To my astonishment I found that both cases are in the microsecond range: when 1 thread is waiting it takes about 14 to 20 microseconds; when no thread is waiting it takes apparently less, but still at least 1 microsecond.
In other words, if you have a producer/consumer scenario and every time there is nothing to do for the consumer you let them call wait()
, and every time something new is written to the queue by a producer you call notify_one()
assuming that the implementation of std::condition_variable will be smart enough not to spend a lot of time when no threads are waiting in the first place.. then oh horror, your application will become a lot slower than with the code that I wrote to TEST how long a call to notify_one()

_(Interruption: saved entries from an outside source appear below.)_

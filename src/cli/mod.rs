//! # SSCTL CLI
//!
//! Command-line interface for secret store configurations.
//!
//! ## Usage
//!
//! ```bash
//! # Check a store config or a connection secret target
//! ssctl validate store-config.yaml
//! ssctl validate --kind publish-to publish.yaml
//!
//! # Resolve a store config against the current cluster and show what was resolved
//! ssctl resolve store-config.yaml --kube
//!
//! # Stamp an owner UID onto a connection secret target
//! ssctl stamp-owner publish.yaml --uid 6f1c2f8e-4b1a-4d7e-9c55-0d1f3c2b7a90
//!
//! # Print the JSON schemas of the API types
//! ssctl schema
//! ```

use anyhow::{Context, Result};
use clap::{Parser, Subcommand, ValueEnum};
use connection_details::config::ResolverConfig;
use connection_details::observability::init_logging;
use std::path::PathBuf;

mod document;
mod owner;
mod resolve;
mod schema;
mod validate;

/// Secret store configuration CLI
#[derive(Parser)]
#[command(name = "ssctl")]
#[command(about = "Validate and resolve secret store configurations", long_about = None)]
struct Cli {
    #[command(subcommand)]
    command: Commands,
}

#[derive(Subcommand)]
enum Commands {
    /// Validate a configuration document (YAML or JSON)
    Validate {
        /// What the document contains
        #[arg(long, value_enum, default_value_t = DocumentKind::Store)]
        kind: DocumentKind,

        #[arg(value_name = "FILE")]
        file: PathBuf,
    },
    /// Resolve a secret store config and print a summary (credential values are never printed)
    Resolve {
        #[arg(value_name = "FILE")]
        file: PathBuf,

        /// Read `Secret` credential sources from the current Kubernetes cluster
        #[arg(long)]
        kube: bool,

        /// Namespace for secret selectors without one (overrides POD_NAMESPACE)
        #[arg(short, long)]
        namespace: Option<String>,
    },
    /// Set the owner UID label on a connection secret target and print it
    StampOwner {
        #[arg(value_name = "FILE")]
        file: PathBuf,

        /// UID of the owning resource
        #[arg(long)]
        uid: String,
    },
    /// Print the JSON schemas of SecretStoreConfig and PublishConnectionDetailsTo
    Schema,
}

#[derive(Clone, Copy, Debug, PartialEq, Eq, ValueEnum)]
enum DocumentKind {
    /// SecretStoreConfig
    Store,
    /// PublishConnectionDetailsTo
    PublishTo,
}

#[tokio::main]
async fn main() -> Result<()> {
    // Configure rustls crypto provider FIRST, before any other operations
    // Required for rustls 0.23+ when no default provider is set via features
    if rustls::crypto::ring::default_provider()
        .install_default()
        .is_err()
    {
        return Err(anyhow::anyhow!("Failed to install rustls crypto provider"));
    }

    let config = ResolverConfig::from_env();
    init_logging(&config).context("Failed to initialize logging")?;

    let cli = Cli::parse();

    match cli.command {
        Commands::Validate { kind, file } => validate::validate_command(&file, kind),
        Commands::Resolve {
            file,
            kube,
            namespace,
        } => resolve::resolve_command(&file, kube, namespace, &config).await,
        Commands::StampOwner { file, uid } => owner::stamp_owner_command(&file, &uid),
        Commands::Schema => schema::schema_command(),
    }
}
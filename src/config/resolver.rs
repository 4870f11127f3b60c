//! # Resolver Configuration
//!
//! Settings for credential resolution and logging, loaded from environment variables.

use crate::constants::{
    DEFAULT_SECRET_NAMESPACE, DEFAULT_SERVICE_ACCOUNT_TOKEN_PATH, ENV_LOG_FORMAT, ENV_LOG_LEVEL,
    ENV_POD_NAMESPACE, ENV_SERVICE_ACCOUNT_TOKEN_PATH,
};
use crate::resolver::{EnvSource, ProcessEnv};
use std::path::PathBuf;

/// Resolver configuration
///
/// All settings have sensible defaults and can be overridden via environment variables.
#[derive(Debug, Clone, PartialEq, Eq)]
pub struct ResolverConfig {
    /// Namespace for secret selectors that do not name one
    pub default_namespace: String,
    /// Service account token used for Vault Kubernetes auth when no token source is configured
    pub service_account_token_path: PathBuf,
    /// Global log level (ERROR, WARN, INFO, DEBUG, TRACE)
    pub log_level: String,
    /// Log format (json, text)
    pub log_format: String,
}

impl Default for ResolverConfig {
    fn default() -> Self {
        Self {
            default_namespace: DEFAULT_SECRET_NAMESPACE.to_string(),
            service_account_token_path: PathBuf::from(DEFAULT_SERVICE_ACCOUNT_TOKEN_PATH),
            log_level: "INFO".to_string(),
            log_format: "text".to_string(),
        }
    }
}

impl ResolverConfig {
    /// Load configuration from environment variables with defaults
    pub fn from_env() -> Self {
        Self::from_env_source(&ProcessEnv)
    }

    /// Load configuration from the given environment with defaults
    pub fn from_env_source(env: &dyn EnvSource) -> Self {
        Self {
            default_namespace: env_var_or_default_str(
                env,
                ENV_POD_NAMESPACE,
                DEFAULT_SECRET_NAMESPACE,
            ),
            service_account_token_path: PathBuf::from(env_var_or_default_str(
                env,
                ENV_SERVICE_ACCOUNT_TOKEN_PATH,
                DEFAULT_SERVICE_ACCOUNT_TOKEN_PATH,
            )),
            log_level: env_var_or_default_str(env, ENV_LOG_LEVEL, "INFO"),
            log_format: env_var_or_default_str(env, ENV_LOG_FORMAT, "text"),
        }
    }

    /// Whether logs should be emitted as JSON
    #[must_use]
    pub fn json_logs(&self) -> bool {
        self.log_format.eq_ignore_ascii_case("json")
    }
}

/// Read environment variable as string or return default
///
/// Empty values count as unset.
fn env_var_or_default_str(env: &dyn EnvSource, key: &str, default: &str) -> String {
    env.var(key)
        .ok()
        .filter(|v| !v.is_empty())
        .unwrap_or_else(|| default.to_string())
}
//! # Errors
//!
//! Resolution errors, classified so callers can tell "fix the configuration"
//! apart from "retry the operation".

use thiserror::Error;

type BoxError = Box<dyn std::error::Error + Send + Sync>;

/// Coarse classification of a [`ResolveError`]
#[derive(Debug, Clone, Copy, PartialEq, Eq, Hash)]
pub enum ErrorKind {
    /// The configuration is unusable as written. Never retried.
    InvalidConfig,
    /// A referenced secret, key or environment variable does not exist
    NotFound,
    /// Reading a file or contacting a collaborator failed, possibly transiently
    ReadError,
}

impl ErrorKind {
    #[must_use]
    pub fn as_str(&self) -> &'static str {
        match self {
            ErrorKind::InvalidConfig => "invalid-config",
            ErrorKind::NotFound => "not-found",
            ErrorKind::ReadError => "read-error",
        }
    }
}

#[derive(Debug, Error)]
pub enum ResolveError {
    #[error("invalid configuration: {0}")]
    InvalidConfig(String),

    #[error("secret {namespace}/{name} not found")]
    SecretNotFound { namespace: String, name: String },

    #[error("key {key} not found in secret {namespace}/{name}")]
    KeyNotFound {
        namespace: String,
        name: String,
        key: String,
    },

    #[error("environment variable {0} is not set")]
    EnvNotFound(String),

    #[error("failed to read {target}: {source}")]
    ReadError {
        target: String,
        #[source]
        source: BoxError,
    },
}

impl ResolveError {
    pub(crate) fn invalid_config(message: impl Into<String>) -> Self {
        ResolveError::InvalidConfig(message.into())
    }

    pub(crate) fn read(
        target: impl Into<String>,
        source: impl Into<BoxError>,
    ) -> Self {
        ResolveError::ReadError {
            target: target.into(),
            source: source.into(),
        }
    }

    #[must_use]
    pub fn kind(&self) -> ErrorKind {
        match self {
            ResolveError::InvalidConfig(_) => ErrorKind::InvalidConfig,
            ResolveError::SecretNotFound { .. }
            | ResolveError::KeyNotFound { .. }
            | ResolveError::EnvNotFound(_) => ErrorKind::NotFound,
            ResolveError::ReadError { .. } => ErrorKind::ReadError,
        }
    }

    /// Whether retrying without changing anything could succeed
    ///
    /// Not-found errors need operator intervention first and invalid
    /// configuration never resolves on its own.
    #[must_use]
    pub fn is_retryable(&self) -> bool {
        self.kind() == ErrorKind::ReadError
    }
}
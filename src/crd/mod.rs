//! # API Types
//!
//! Configuration types for publishing connection details to a secret store.
//!
//! These types mirror the persisted API: field names are the external
//! contract and round-trip through serialization unchanged.
//!
//! ## Module Structure
//!
//! - `reference.rs` - Named and typed references to other objects
//! - `credentials.rs` - Credential sources and their selectors
//! - `connection.rs` - Connection secret target and metadata (owner tagging)
//! - `store.rs` - Secret store selection (Kubernetes, Vault, Plugin)
//! - `vault.rs` - Vault store and Vault authentication configuration

mod connection;
mod credentials;
mod reference;
mod store;
mod vault;

// Re-export all public types
pub use connection::{ConnectionSecretMetadata, PublishConnectionDetailsTo};
pub use credentials::{
    CaBundle, CommonCredentialSelectors, CredentialUse, CredentialsConfig, CredentialsSource,
    EnvSelector, FsSelector, KubernetesAuthConfig, Kubeconfig, SecretKeySelector,
    ServiceAccountToken, ServiceAccountTokenSourceConfig, VaultAuthTokenConfig,
    VaultCABundleConfig, VaultToken,
};
pub use reference::{Config, Reference};
pub use store::{
    KubernetesSecretStoreConfig, PluginStoreConfig, SecretStore, SecretStoreConfig,
    SecretStoreType,
};
pub use vault::{
    VaultAuthConfig, VaultAuthKubernetesConfig, VaultAuthMethod, VaultKvVersion,
    VaultSecretStoreConfig,
};
//! Schema command

use anyhow::{Context, Result};
use connection_details::crd::{PublishConnectionDetailsTo, SecretStoreConfig};
use schemars::schema_for;

pub fn schema_command() -> Result<()> {
    let schemas = serde_json::json!({
        "SecretStoreConfig": schema_for!(SecretStoreConfig),
        "PublishConnectionDetailsTo": schema_for!(PublishConnectionDetailsTo),
    });
    let output = serde_json::to_string_pretty(&schemas).context("Failed to serialize schemas")?;
    println!("{output}");
    Ok(())
}
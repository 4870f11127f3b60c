//! # References
//!
//! Named pointers to other configuration objects.

use crate::constants::DEFAULT_STORE_CONFIG_NAME;
use serde::{Deserialize, Serialize};

/// Reference to another object by name
///
/// The referent's kind is implied by the field holding the reference.
/// Resolution is an exact, case-sensitive name match.
#[derive(Debug, Clone, PartialEq, Eq, Hash, Deserialize, Serialize, schemars::JsonSchema)]
#[serde(rename_all = "camelCase")]
pub struct Reference {
    /// Name of the referenced object
    pub name: String,
}

impl Reference {
    pub fn new(name: impl Into<String>) -> Self {
        Self { name: name.into() }
    }
}

impl Default for Reference {
    /// The store config used when a resource does not pick one
    fn default() -> Self {
        Self::new(DEFAULT_STORE_CONFIG_NAME)
    }
}

/// Typed reference to a store config object
///
/// Used where the referent's type is not implicit, e.g. the config object
/// a secret store plugin reads its own settings from.
#[derive(Debug, Clone, PartialEq, Eq, Hash, Deserialize, Serialize, schemars::JsonSchema)]
#[serde(rename_all = "camelCase")]
pub struct Config {
    /// APIVersion of the referenced config
    pub api_version: String,
    /// Kind of the referenced config
    pub kind: String,
    /// Name of the referenced config
    pub name: String,
}
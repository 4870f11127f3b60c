//! # Secret Reading
//!
//! Reads Kubernetes secrets for the `Secret` credential source.

use crate::error::ResolveError;
use async_trait::async_trait;
use k8s_openapi::api::core::v1::Secret;
use kube::api::Api;
use std::collections::{BTreeMap, HashMap};
use tracing::debug;

/// Data of a secret, keyed by secret key
pub type SecretData = BTreeMap<String, Vec<u8>>;

/// Reads secrets by namespace and name
#[async_trait]
pub trait SecretReader: Send + Sync {
    /// Returns `Ok(None)` when the secret does not exist
    async fn read_secret(&self, namespace: &str, name: &str)
        -> Result<Option<SecretData>, ResolveError>;
}

/// Reads secrets from the Kubernetes API
#[derive(Clone)]
pub struct KubeSecretReader {
    client: kube::Client,
}

impl KubeSecretReader {
    pub fn new(client: kube::Client) -> Self {
        Self { client }
    }
}

impl std::fmt::Debug for KubeSecretReader {
    fn fmt(&self, f: &mut std::fmt::Formatter<'_>) -> std::fmt::Result {
        f.debug_struct("KubeSecretReader").finish_non_exhaustive()
    }
}

#[async_trait]
impl SecretReader for KubeSecretReader {
    async fn read_secret(
        &self,
        namespace: &str,
        name: &str,
    ) -> Result<Option<SecretData>, ResolveError> {
        let secrets: Api<Secret> = Api::namespaced(self.client.clone(), namespace);
        debug!(secret.namespace = namespace, secret.name = name, "Reading secret");

        let secret = secrets
            .get_opt(name)
            .await
            .map_err(|e| ResolveError::read(format!("secret {namespace}/{name}"), e))?;

        Ok(secret.map(|secret| {
            secret
                .data
                .unwrap_or_default()
                .into_iter()
                .map(|(key, value)| (key, value.0))
                .collect()
        }))
    }
}

/// Secrets held in memory, keyed by `(namespace, name)`
///
/// Useful where secrets are captured ahead of time, and in tests.
#[derive(Debug, Clone, Default)]
pub struct InMemorySecretReader {
    secrets: HashMap<(String, String), SecretData>,
}

impl InMemorySecretReader {
    #[must_use]
    pub fn new() -> Self {
        Self::default()
    }

    /// Add or replace a secret
    #[must_use]
    pub fn with_secret<K, V>(
        mut self,
        namespace: impl Into<String>,
        name: impl Into<String>,
        data: impl IntoIterator<Item = (K, V)>,
    ) -> Self
    where
        K: Into<String>,
        V: Into<Vec<u8>>,
    {
        let data = data
            .into_iter()
            .map(|(key, value)| (key.into(), value.into()))
            .collect();
        self.secrets.insert((namespace.into(), name.into()), data);
        self
    }
}

#[async_trait]
impl SecretReader for InMemorySecretReader {
    async fn read_secret(
        &self,
        namespace: &str,
        name: &str,
    ) -> Result<Option<SecretData>, ResolveError> {
        Ok(self
            .secrets
            .get(&(namespace.to_string(), name.to_string()))
            .cloned())
    }
}
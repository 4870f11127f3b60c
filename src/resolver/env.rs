//! # Environment Collaborator
//!
//! Lookup of environment variables for the `Environment` credential source.

use std::collections::HashMap;
use std::env::VarError;

/// Source of environment variables
pub trait EnvSource: Send + Sync {
    /// Same contract as [`std::env::var`]
    fn var(&self, name: &str) -> Result<String, VarError>;
}

/// The process environment
#[derive(Debug, Clone, Copy, Default)]
pub struct ProcessEnv;

impl EnvSource for ProcessEnv {
    fn var(&self, name: &str) -> Result<String, VarError> {
        std::env::var(name)
    }
}

/// A fixed set of variables, for callers that resolve against a captured
/// environment instead of the live process one
impl EnvSource for HashMap<String, String> {
    fn var(&self, name: &str) -> Result<String, VarError> {
        self.get(name).cloned().ok_or(VarError::NotPresent)
    }
}
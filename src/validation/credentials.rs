//! # Credential Validation
//!
//! Checks that a credential slot carries the selector its source needs.

use crate::crd::{CredentialUse, CredentialsConfig, CredentialsSource};
use anyhow::Result;

/// Validate a credential slot
///
/// Selectors for sources other than the chosen one are not checked.
pub fn validate_credentials<U: CredentialUse>(
    config: &CredentialsConfig<U>,
    field_name: &str,
) -> Result<()> {
    let selectors = &config.selectors;
    match config.source {
        CredentialsSource::None => {}
        CredentialsSource::Secret => {
            let secret_ref = selectors.secret_ref.as_ref().ok_or_else(|| {
                anyhow::anyhow!("{field_name}.secretRef is required when source is Secret")
            })?;
            if secret_ref.name.is_empty() {
                return Err(anyhow::anyhow!("{field_name}.secretRef.name cannot be empty"));
            }
            if secret_ref.key.is_empty() {
                return Err(anyhow::anyhow!("{field_name}.secretRef.key cannot be empty"));
            }
        }
        CredentialsSource::Environment => {
            let env = selectors.env.as_ref().ok_or_else(|| {
                anyhow::anyhow!("{field_name}.env is required when source is Environment")
            })?;
            if env.name.is_empty() {
                return Err(anyhow::anyhow!("{field_name}.env.name cannot be empty"));
            }
        }
        CredentialsSource::Filesystem => {
            let fs = selectors.fs.as_ref().ok_or_else(|| {
                anyhow::anyhow!("{field_name}.fs is required when source is Filesystem")
            })?;
            if fs.path.is_empty() {
                return Err(anyhow::anyhow!("{field_name}.fs.path cannot be empty"));
            }
        }
    }
    Ok(())
}
//! # Vault Secret Store Configuration
//!
//! Vault KV store settings and the Vault authentication methods.
//! See <https://developer.hashicorp.com/vault/docs/auth> for the methods.

use crate::crd::{ServiceAccountTokenSourceConfig, VaultAuthTokenConfig, VaultCABundleConfig};
use schemars::{json_schema, JsonSchema, Schema, SchemaGenerator};
use serde::{Deserialize, Serialize};
use std::borrow::Cow;
use std::fmt;

/// API version of the Vault KV secrets engine
#[derive(Debug, Clone, Copy, Default, PartialEq, Eq, Hash, Deserialize, Serialize, JsonSchema)]
pub enum VaultKvVersion {
    /// KV Secrets Engine Version 1
    #[serde(rename = "v1")]
    V1,
    /// KV Secrets Engine Version 2
    #[default]
    #[serde(rename = "v2")]
    V2,
}

/// Vault secret store configuration
#[derive(Debug, Clone, PartialEq, Eq, Deserialize, Serialize, JsonSchema)]
#[serde(rename_all = "camelCase")]
pub struct VaultSecretStoreConfig {
    /// Server is the url of the Vault server, e.g. "https://vault.acme.org"
    pub server: String,
    /// Vault namespace to operate in
    #[serde(default, skip_serializing_if = "String::is_empty")]
    pub namespace: String,
    /// MountPath is the mount path of the KV secrets engine
    pub mount_path: String,
    /// Version of the KV secrets engine. Defaults to v2.
    #[serde(default, skip_serializing_if = "Option::is_none")]
    pub version: Option<VaultKvVersion>,
    /// CA bundle trusted for the Vault server
    #[serde(default, skip_serializing_if = "Option::is_none")]
    pub ca_bundle: Option<VaultCABundleConfig>,
    /// Authentication method for Vault
    pub auth: VaultAuthConfig,
}

impl VaultSecretStoreConfig {
    /// KV engine version with the v2 default applied
    #[must_use]
    pub fn effective_version(&self) -> VaultKvVersion {
        self.version.unwrap_or_default()
    }
}

/// Vault authentication method
#[derive(Debug, Clone, Copy, PartialEq, Eq, Hash, Deserialize, Serialize, JsonSchema)]
pub enum VaultAuthMethod {
    /// Token auth, <https://developer.hashicorp.com/vault/docs/auth/token>
    Token,
    /// Kubernetes auth, <https://developer.hashicorp.com/vault/docs/auth/kubernetes>
    Kubernetes,
}

impl VaultAuthMethod {
    #[must_use]
    pub fn as_str(&self) -> &'static str {
        match self {
            VaultAuthMethod::Token => "Token",
            VaultAuthMethod::Kubernetes => "Kubernetes",
        }
    }
}

impl fmt::Display for VaultAuthMethod {
    fn fmt(&self, f: &mut fmt::Formatter<'_>) -> fmt::Result {
        f.write_str(self.as_str())
    }
}

/// Configuration for Vault Kubernetes auth
#[derive(Debug, Clone, PartialEq, Eq, Deserialize, Serialize, JsonSchema)]
#[serde(rename_all = "camelCase")]
pub struct VaultAuthKubernetesConfig {
    /// Name of the Vault role bound to this app's Kubernetes service account
    pub role: String,
    /// MountPath of the kubernetes auth method in Vault
    #[serde(default, skip_serializing_if = "String::is_empty")]
    pub mount_path: String,
    /// Where to read the service account token from when it is not mounted
    /// under `/var/run/secrets/kubernetes.io/serviceaccount/token`
    #[serde(default, skip_serializing_if = "Option::is_none")]
    pub service_account_token_source: Option<ServiceAccountTokenSourceConfig>,
}

/// Authentication to a Vault API
///
/// The `method` field on the wire picks the variant. Only the block matching
/// the method is kept; a missing block is reported when the store config is
/// resolved.
#[derive(Debug, Clone, PartialEq, Eq, Deserialize, Serialize)]
#[serde(from = "VaultAuthConfigWire", into = "VaultAuthConfigWire")]
pub enum VaultAuthConfig {
    Token(Option<VaultAuthTokenConfig>),
    Kubernetes(Option<VaultAuthKubernetesConfig>),
}

impl VaultAuthConfig {
    #[must_use]
    pub fn method(&self) -> VaultAuthMethod {
        match self {
            VaultAuthConfig::Token(_) => VaultAuthMethod::Token,
            VaultAuthConfig::Kubernetes(_) => VaultAuthMethod::Kubernetes,
        }
    }
}

#[derive(Deserialize, Serialize)]
#[serde(rename_all = "camelCase")]
struct VaultAuthConfigWire {
    method: VaultAuthMethod,
    #[serde(default, skip_serializing_if = "Option::is_none")]
    token: Option<VaultAuthTokenConfig>,
    #[serde(default, skip_serializing_if = "Option::is_none")]
    kubernetes: Option<VaultAuthKubernetesConfig>,
}

impl From<VaultAuthConfigWire> for VaultAuthConfig {
    fn from(wire: VaultAuthConfigWire) -> Self {
        match wire.method {
            VaultAuthMethod::Token => VaultAuthConfig::Token(wire.token),
            VaultAuthMethod::Kubernetes => VaultAuthConfig::Kubernetes(wire.kubernetes),
        }
    }
}

impl From<VaultAuthConfig> for VaultAuthConfigWire {
    fn from(config: VaultAuthConfig) -> Self {
        match config {
            VaultAuthConfig::Token(token) => VaultAuthConfigWire {
                method: VaultAuthMethod::Token,
                token,
                kubernetes: None,
            },
            VaultAuthConfig::Kubernetes(kubernetes) => VaultAuthConfigWire {
                method: VaultAuthMethod::Kubernetes,
                token: None,
                kubernetes,
            },
        }
    }
}

impl JsonSchema for VaultAuthConfig {
    fn schema_name() -> Cow<'static, str> {
        Cow::Borrowed("VaultAuthConfig")
    }

    fn json_schema(generator: &mut SchemaGenerator) -> Schema {
        json_schema!({
            "type": "object",
            "description": "Authentication to a Vault API. Only the block matching the method is used.",
            "properties": {
                "method": {
                    "type": "string",
                    "enum": ["Token", "Kubernetes"],
                    "description": "Method configures which auth method will be used."
                },
                "token": generator.subschema_for::<VaultAuthTokenConfig>(),
                "kubernetes": generator.subschema_for::<VaultAuthKubernetesConfig>()
            },
            "required": ["method"]
        })
    }
}

#[cfg(test)]
mod tests {
    use super::*;

    #[test]
    fn method_selects_matching_block_and_drops_the_other() {
        let json = r#"{
            "method": "Token",
            "token": {"source": "Environment", "env": {"name": "VAULT_TOKEN"}},
            "kubernetes": {"role": "ignored"}
        }"#;
        let auth: VaultAuthConfig = serde_json::from_str(json).unwrap();
        assert_eq!(auth.method(), VaultAuthMethod::Token);
        match auth {
            VaultAuthConfig::Token(Some(token)) => {
                assert_eq!(token.selectors.env.unwrap().name, "VAULT_TOKEN");
            }
            other => panic!("Expected token auth, got {other:?}"),
        }
    }

    #[test]
    fn method_without_block_is_kept_for_dispatch() {
        let auth: VaultAuthConfig = serde_json::from_str(r#"{"method":"Kubernetes"}"#).unwrap();
        assert_eq!(auth, VaultAuthConfig::Kubernetes(None));
    }

    #[test]
    fn method_is_required() {
        assert!(serde_json::from_str::<VaultAuthConfig>(r#"{"token":{"source":"None"}}"#).is_err());
    }

    #[test]
    fn kv_version_defaults_to_v2() {
        let json = r#"{
            "server": "https://vault.acme.org",
            "mountPath": "secret",
            "auth": {"method": "Token", "token": {"source": "None"}}
        }"#;
        let vault: VaultSecretStoreConfig = serde_json::from_str(json).unwrap();
        assert!(vault.version.is_none());
        assert_eq!(vault.effective_version(), VaultKvVersion::V2);
        assert!(vault.namespace.is_empty());
    }

    #[test]
    fn kv_version_uses_lowercase_names() {
        assert_eq!(
            serde_json::to_value(VaultKvVersion::V1).unwrap(),
            serde_json::json!("v1")
        );
        assert!(serde_json::from_str::<VaultKvVersion>(r#""v3""#).is_err());
    }

    #[test]
    fn empty_mount_path_is_omitted() {
        let config = VaultAuthKubernetesConfig {
            role: "r".to_string(),
            mount_path: String::new(),
            service_account_token_source: None,
        };
        assert_eq!(
            serde_json::to_value(&config).unwrap(),
            serde_json::json!({"role": "r"})
        );
    }
}
//! Resolve command
//!
//! Resolves a store config the way a controller would before handing it to a
//! backend client, then prints what was resolved. Credential bytes are only
//! summarised by length.

use super::document;
use anyhow::{Context, Result};
use connection_details::config::ResolverConfig;
use connection_details::crd::SecretStoreConfig;
use connection_details::resolver::{
    CredentialResolver, CredentialValue, InMemorySecretReader, KubeSecretReader, ResolvedStore,
    ResolvedVaultAuth, SecretReader,
};
use kube::Client;
use serde_json::{json, Value};
use std::path::Path;
use std::sync::Arc;
use tracing::{info, warn};

pub async fn resolve_command(
    file: &Path,
    kube: bool,
    namespace: Option<String>,
    config: &ResolverConfig,
) -> Result<()> {
    let store_config: SecretStoreConfig = document::load(file)?;

    let secrets: Arc<dyn SecretReader> = if kube {
        let client = Client::try_default()
            .await
            .context("Failed to create Kubernetes client. Ensure kubeconfig is configured.")?;
        Arc::new(KubeSecretReader::new(client))
    } else {
        info!("No cluster access requested; Secret credential sources will not be found");
        Arc::new(InMemorySecretReader::new())
    };

    let mut resolver = CredentialResolver::from_config(secrets, config);
    if let Some(namespace) = namespace {
        resolver = resolver.with_default_namespace(namespace);
    }

    let resolved = match resolver.resolve_store(&store_config).await {
        Ok(resolved) => resolved,
        Err(e) => {
            warn!(error.kind = e.kind().as_str(), retryable = e.is_retryable(), "Resolution failed");
            return Err(anyhow::Error::new(e)
                .context(format!("Failed to resolve {}", file.display())));
        }
    };

    let output = serde_json::to_string_pretty(&summarize(&resolved))
        .context("Failed to serialize resolution summary")?;
    println!("{output}");
    Ok(())
}

fn summarize(resolved: &ResolvedStore) -> Value {
    match resolved {
        ResolvedStore::Kubernetes(store) => json!({
            "type": "Kubernetes",
            "defaultScope": store.default_scope,
            "kubeconfig": describe(&store.kubeconfig),
        }),
        ResolvedStore::Vault(store) => {
            let auth = match &store.auth {
                ResolvedVaultAuth::Token(token) => json!({
                    "method": "Token",
                    "token": describe(token),
                }),
                ResolvedVaultAuth::Kubernetes {
                    role,
                    mount_path,
                    service_account_token,
                } => json!({
                    "method": "Kubernetes",
                    "role": role,
                    "mountPath": mount_path,
                    "serviceAccountToken": describe(service_account_token),
                }),
            };
            json!({
                "type": "Vault",
                "defaultScope": store.default_scope,
                "server": store.server,
                "namespace": store.namespace,
                "mountPath": store.mount_path,
                "version": store.version,
                "caBundle": store.ca_bundle.as_ref().map(describe),
                "auth": auth,
            })
        }
        ResolvedStore::Plugin(store) => json!({
            "type": "Plugin",
            "defaultScope": store.default_scope,
            "endpoint": store.config.endpoint,
            "configRef": store.config.config_ref,
        }),
    }
}

fn describe(value: &CredentialValue) -> Value {
    if value.is_empty() {
        json!("<empty>")
    } else {
        json!(format!("<{} bytes>", value.len()))
    }
}
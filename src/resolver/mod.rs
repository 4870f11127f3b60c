//! # Resolution
//!
//! Resolves credential sources and secret store configurations into the
//! values a backend client needs.
//!
//! ## Module Structure
//!
//! - `credential.rs` - Credential source resolution (`None`, `Secret`, `Environment`, `Filesystem`)
//! - `dispatch.rs` - Secret store dispatch (Kubernetes, Vault, Plugin)
//! - `secret_reader.rs` - Secret-reading collaborator and its Kubernetes implementation
//! - `env.rs` - Environment variable collaborator
//! - `value.rs` - Zeroizing wrapper for resolved values

mod credential;
mod dispatch;
mod env;
mod secret_reader;
mod value;

pub use credential::CredentialResolver;
pub use dispatch::{
    ResolvedKubernetesStore, ResolvedPluginStore, ResolvedStore, ResolvedVaultAuth,
    ResolvedVaultStore,
};
pub use env::{EnvSource, ProcessEnv};
pub use secret_reader::{InMemorySecretReader, KubeSecretReader, SecretData, SecretReader};
pub use value::CredentialValue;
//! Loading configuration documents from disk.

use anyhow::{Context, Result};
use serde::de::DeserializeOwned;
use std::path::Path;

/// Read a YAML or JSON document (JSON parses as YAML)
pub fn load<T: DeserializeOwned>(path: &Path) -> Result<T> {
    let contents = std::fs::read_to_string(path)
        .with_context(|| format!("Failed to read {}", path.display()))?;
    serde_yaml::from_str(&contents)
        .with_context(|| format!("Failed to parse {}", path.display()))
}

takes when a thread is waiting!
It seems that the code that I used is a must to speed up such scenarios. And that confuses me: why on earth isn't the code that I wrote already part of std::condition_variable ?
The code in question is, instead of doing:
// Producer thread:
add_something_to_queue();
cv.notify_one();
// Consumer thread:
if (queue.empty())
{
std::unique_lock<std::mutex> lk(m);
cv.wait(lk);
}
You can gain a speed up of a factor of 1000 by doing:
// Producer thread:
add_something_to_queue();
int waiting;
while ((waiting = s_idle.load(std::memory_order_relaxed)) > 0)
{
if (!s_idle.compare_exchange_weak(waiting, waiting - 1, std::memory_order_relaxed, std::memory_order_relaxed))
continue;
std::unique_lock<std::mutex> lk(m);
cv.notify_one();
break;
}
// Consumer thread:
if (queue.empty())
{
std::unique_lock<std::mutex> lk(m);
s_idle.fetch_add(1, std::memory_order_relaxed);
cv.wait(lk);
}
Am I making some horrible mistake here? Or are my findings correct?
Edit:
I forgot to add the output of the bench mark program (DIRECT=0):
All started!
Thread 1 statistics: avg: 1.9ns, min: 1.8ns, max: 2ns, stddev: 0.039ns
The average time spend on calling notify_one() (726141 calls) was: 17995.5 - 21070.1 ns.
Thread 1 finished.
Thread Thread Thread 5 finished.
8 finished.
7 finished.
Thread 6 finished.
Thread 3 statistics: avg: 1.9ns, min: 1.7ns, max: 2.1ns, stddev: 0.088ns
The average time spend on calling notify_one() (726143 calls) was: 17207.3 - 22278.5 ns.
Thread 3 finished.
Thread 2 statistics: avg: 1.9ns, min: 1.8ns, max: 2ns, stddev: 0.055ns
The average time spend on calling notify_one() (726143 calls) was: 17910.1 - 21626.5 ns.
Thread 2 finished.
Thread 4 statistics: avg: 1.9ns, min: 1.6ns, max: 2ns, stddev: 0.092ns
The average time spend on calling notify_one() (726143 calls) was: 17337.5 - 22567.8 ns.
Thread 4 finished.
All finished!
And with DIRECT=1:
All started!
Thread 4 statistics: avg: 1.2e+03ns, min: 4.9e+02ns, max: 1.4e+03ns, stddev: 2.5e+02ns
The average time spend on calling notify_one() (0 calls) was: 1156.49 ns.
Thread 4 finished.
Thread 5 finished.
Thread 8 finished.
Thread 7 finished.
Thread 6 finished.
Thread 3 statistics: avg: 1.2e+03ns, min: 5.9e+02ns, max: 1.5e+03ns, stddev: 2.4e+02ns
The average time spend on calling notify_one() (0 calls) was: 1164.52 ns.
Thread 3 finished.
Thread 2 statistics: avg: 1.2e+03ns, min: 1.6e+02ns, max: 1.4e+03ns, stddev: 2.9e+02ns
The average time spend on calling notify_one() (0 calls) was: 1166.93 ns.
Thread 2 finished.
Thread 1 statistics: avg: 1.2e+03ns, min: 95ns, max: 1.4e+03ns, stddev: 3.2e+02ns
The average time spend on calling notify_one() (0 calls) was: 1167.81 ns.
Thread 1 finished.
All finished!
The '0 calls' in the latter output are actually around 20000000 calls.